YOUR TASK:
Copy every line of the data that contains the string "token".

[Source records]
====================
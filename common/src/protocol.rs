//! Agent channel wire frames.
//!
//! The node agent keeps one persistent duplex WebSocket to the orchestrator.
//! Frames are JSON text with a `type` discriminator; request/response pairs
//! carry a `correlationId`. Ingress bodies are opaque bytes, base64-encoded
//! on the wire.

use std::collections::BTreeMap;

use base64::Engine;
use base64::engine::general_purpose::STANDARD as BASE64;
use chrono::{DateTime, Utc};
use serde::{Deserialize, Serialize};
use uuid::Uuid;

use crate::types::{
    Labels, NodeResources, PodResources, PodStatus, RuntimeType, Taint,
};

/// Per-pod status line carried inside a heartbeat.
#[derive(Debug, Clone, Serialize, Deserialize)]
#[serde(rename_all = "camelCase")]
pub struct PodStateSummary {
    pub pod_id: Uuid,
    pub status: PodStatus,
    #[serde(skip_serializing_if = "Option::is_none")]
    pub message: Option<String>,
}

#[derive(Debug, Clone, Copy, PartialEq, Eq, Serialize, Deserialize)]
#[serde(rename_all = "lowercase")]
pub enum LogStream {
    Stdout,
    Stderr,
}

/// Relay-only signaling frame. The orchestrator forwards the payload to the
/// target pod's agent without inspection.
#[derive(Debug, Clone, Serialize, Deserialize)]
#[serde(rename_all = "camelCase")]
pub struct PeerSignal {
    pub source_pod_id: Uuid,
    pub target_pod_id: Uuid,
    pub payload: serde_json::Value,
}

/// Frames the agent sends to the orchestrator.
#[derive(Debug, Clone, Serialize, Deserialize)]
#[serde(tag = "type")]
pub enum AgentFrame {
    /// First frame on every connection; a bearer token bound to a principal.
    #[serde(rename = "auth")]
    Auth { token: String },

    #[serde(rename = "node:register")]
    #[serde(rename_all = "camelCase")]
    NodeRegister {
        name: String,
        runtime_type: RuntimeType,
        #[serde(skip_serializing_if = "Option::is_none")]
        runtime_version: Option<String>,
        allocatable: NodeResources,
        #[serde(default)]
        labels: Labels,
        #[serde(default)]
        taints: Vec<Taint>,
    },

    #[serde(rename = "node:heartbeat")]
    #[serde(rename_all = "camelCase")]
    NodeHeartbeat {
        node_id: Uuid,
        allocated: NodeResources,
        #[serde(skip_serializing_if = "Option::is_none")]
        runtime_version: Option<String>,
        #[serde(default)]
        pod_states: Vec<PodStateSummary>,
    },

    #[serde(rename = "pod:status")]
    #[serde(rename_all = "camelCase")]
    PodStatus {
        pod_id: Uuid,
        status: PodStatus,
        #[serde(skip_serializing_if = "Option::is_none")]
        message: Option<String>,
        #[serde(skip_serializing_if = "Option::is_none")]
        started_at: Option<DateTime<Utc>>,
    },

    #[serde(rename = "pod:log")]
    #[serde(rename_all = "camelCase")]
    PodLog {
        pod_id: Uuid,
        stream: LogStream,
        line: String,
    },

    #[serde(rename = "peer:signal")]
    PeerSignal(PeerSignal),

    #[serde(rename = "ingress:response")]
    #[serde(rename_all = "camelCase")]
    IngressResponse {
        correlation_id: Uuid,
        status: u16,
        #[serde(default)]
        headers: BTreeMap<String, String>,
        /// Base64-encoded body; None means empty.
        #[serde(skip_serializing_if = "Option::is_none")]
        body: Option<String>,
    },

    #[serde(rename = "network:route:request")]
    #[serde(rename_all = "camelCase")]
    RouteRequest {
        correlation_id: Uuid,
        source_pod_id: Uuid,
        source_service_id: Uuid,
        target_service_id: Uuid,
    },
}

/// Frames the orchestrator sends to the agent.
#[derive(Debug, Clone, Serialize, Deserialize)]
#[serde(tag = "type")]
pub enum ServerFrame {
    #[serde(rename = "auth:ok")]
    #[serde(rename_all = "camelCase")]
    AuthOk { connection_id: Uuid },

    #[serde(rename = "auth:rejected")]
    AuthRejected { reason: String },

    /// Registration ack carrying the node id the agent must heartbeat with.
    #[serde(rename = "node:registered")]
    #[serde(rename_all = "camelCase")]
    NodeRegistered {
        node_id: Uuid,
        heartbeat_interval_secs: u64,
    },

    #[serde(rename = "pod:start")]
    #[serde(rename_all = "camelCase")]
    PodStart {
        pod_id: Uuid,
        pack_id: Uuid,
        pack_version: String,
        bundle_ref: String,
        #[serde(default)]
        env: BTreeMap<String, String>,
        #[serde(skip_serializing_if = "Option::is_none")]
        resource_limits: Option<PodResources>,
    },

    #[serde(rename = "pod:stop")]
    #[serde(rename_all = "camelCase")]
    PodStop { pod_id: Uuid, reason: String },

    #[serde(rename = "pod:drain")]
    #[serde(rename_all = "camelCase")]
    PodDrain { pod_id: Uuid },

    #[serde(rename = "node:config")]
    #[serde(rename_all = "camelCase")]
    NodeConfig {
        #[serde(default)]
        labels: Labels,
        #[serde(default)]
        taints: Vec<Taint>,
    },

    #[serde(rename = "peer:signal")]
    PeerSignal(PeerSignal),

    #[serde(rename = "ingress:request")]
    #[serde(rename_all = "camelCase")]
    IngressRequest {
        correlation_id: Uuid,
        pod_id: Uuid,
        method: String,
        url: String,
        #[serde(default)]
        headers: BTreeMap<String, String>,
        #[serde(skip_serializing_if = "Option::is_none")]
        body: Option<String>,
    },

    #[serde(rename = "network:route:response")]
    #[serde(rename_all = "camelCase")]
    RouteResponse {
        correlation_id: Uuid,
        #[serde(skip_serializing_if = "Option::is_none")]
        target_pod_id: Option<Uuid>,
        #[serde(skip_serializing_if = "Option::is_none")]
        target_node_id: Option<Uuid>,
        policy_allowed: bool,
        #[serde(skip_serializing_if = "Option::is_none")]
        deny_reason: Option<String>,
    },

    /// Broadcast when a routable pod leaves `running`; route caches holding
    /// it must invalidate.
    #[serde(rename = "network:peer-gone")]
    #[serde(rename_all = "camelCase")]
    PeerGone { pod_id: Uuid, service: String },

    /// Request-scoped failure, e.g. Backpressure when the pending ceiling
    /// is hit.
    #[serde(rename = "error")]
    #[serde(rename_all = "camelCase")]
    Error {
        #[serde(skip_serializing_if = "Option::is_none")]
        correlation_id: Option<Uuid>,
        code: String,
        message: String,
    },
}

pub fn encode_body(bytes: &[u8]) -> Option<String> {
    if bytes.is_empty() {
        None
    } else {
        Some(BASE64.encode(bytes))
    }
}

pub fn decode_body(body: Option<&str>) -> anyhow::Result<Vec<u8>> {
    match body {
        None => Ok(Vec::new()),
        Some(b) => Ok(BASE64.decode(b)?),
    }
}

#[cfg(test)]
mod tests {
    use super::*;

    #[test]
    fn frames_round_trip_with_type_tags() {
        let frame = AgentFrame::NodeHeartbeat {
            node_id: Uuid::nil(),
            allocated: NodeResources {
                cpu: 200,
                memory: 256,
                storage: 0,
                pods: 2,
            },
            runtime_version: Some("22.1.0".into()),
            pod_states: vec![PodStateSummary {
                pod_id: Uuid::nil(),
                status: PodStatus::Running,
                message: None,
            }],
        };
        let text = serde_json::to_string(&frame).unwrap();
        assert!(text.contains(r#""type":"node:heartbeat""#));
        assert!(text.contains(r#""nodeId""#));
        let back: AgentFrame = serde_json::from_str(&text).unwrap();
        match back {
            AgentFrame::NodeHeartbeat { allocated, .. } => assert_eq!(allocated.cpu, 200),
            other => panic!("wrong variant: {other:?}"),
        }
    }

    #[test]
    fn route_response_carries_correlation() {
        let id = Uuid::new_v4();
        let frame = ServerFrame::RouteResponse {
            correlation_id: id,
            target_pod_id: None,
            target_node_id: None,
            policy_allowed: false,
            deny_reason: Some("default-deny".into()),
        };
        let v = serde_json::to_value(&frame).unwrap();
        assert_eq!(v["type"], "network:route:response");
        assert_eq!(v["correlationId"], serde_json::json!(id));
        assert_eq!(v["denyReason"], "default-deny");
    }

    #[test]
    fn body_encoding_round_trips() {
        assert_eq!(encode_body(b""), None);
        let enc = encode_body(b"hello pods").unwrap();
        assert_eq!(decode_body(Some(&enc)).unwrap(), b"hello pods");
        assert!(decode_body(None).unwrap().is_empty());
    }

    #[test]
    fn unknown_type_is_rejected() {
        let res: Result<AgentFrame, _> =
            serde_json::from_str(r#"{"type":"node:unknown","nodeId":"x"}"#);
        assert!(res.is_err());
    }
}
====================
SOLUTION TO THIS TASK:
    /// First frame on every connection; a bearer token bound to a principal.
    Auth { token: String },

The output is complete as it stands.